Work task
Your answer must consist solely of the line containing "Create API routes" and each line after it through the end of the data, copied exactly.

[[ Material shown open ]]

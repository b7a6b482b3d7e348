//! HTTP request handlers

pub mod auth;
pub mod dashboard;
pub mod health;

pub use auth::login;
pub use dashboard::{get_daily, get_monthly, get_weekly};
pub use health::health_check;
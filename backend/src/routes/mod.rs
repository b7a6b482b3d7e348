//! Route definitions for the Regional Weather Dashboard

use axum::{
    middleware,
    routing::{get, post},
    Router,
};

use crate::{handlers, middleware::session_middleware, AppState};

/// Create API routes
pub fn api_routes(state: AppState) -> Router<AppState> {
    Router::new()
        // Health check (public)
        .route("/health", get(handlers::health_check))
        // Auth routes (public)
        .nest("/auth", auth_routes())
        // Dashboard views, session-gated when configured
        .merge(dashboard_routes(state))
}

/// Authentication routes (public)
fn auth_routes() -> Router<AppState> {
    Router::new().route("/login", post(handlers::login))
}

/// Dashboard read routes
fn dashboard_routes(state: AppState) -> Router<AppState> {
    Router::new()
        .route("/daily", get(handlers::get_daily))
        .route("/monthly", get(handlers::get_monthly))
        .route("/week", get(handlers::get_weekly))
        .route_layer(middleware::from_fn_with_state(state, session_middleware))
}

[[ Material shown closed ]]

Written solution
/// Create API routes
pub fn api_routes(state: AppState) -> Router<AppState> {
    Router::new()
        // Health check (public)
        .route("/health", get(handlers::health_check))
        // Auth routes (public)
        .nest("/auth", auth_routes())
        // Dashboard views, session-gated when configured
        .merge(dashboard_routes(state))
}

/// Authentication routes (public)
fn auth_routes() -> Router<AppState> {
    Router::new().route("/login", post(handlers::login))
}

/// Dashboard read routes
fn dashboard_routes(state: AppState) -> Router<AppState> {
    Router::new()
        .route("/daily", get(handlers::get_daily))
        .route("/monthly", get(handlers::get_monthly))
        .route("/week", get(handlers::get_weekly))
        .route_layer(middleware::from_fn_with_state(state, session_middleware))
}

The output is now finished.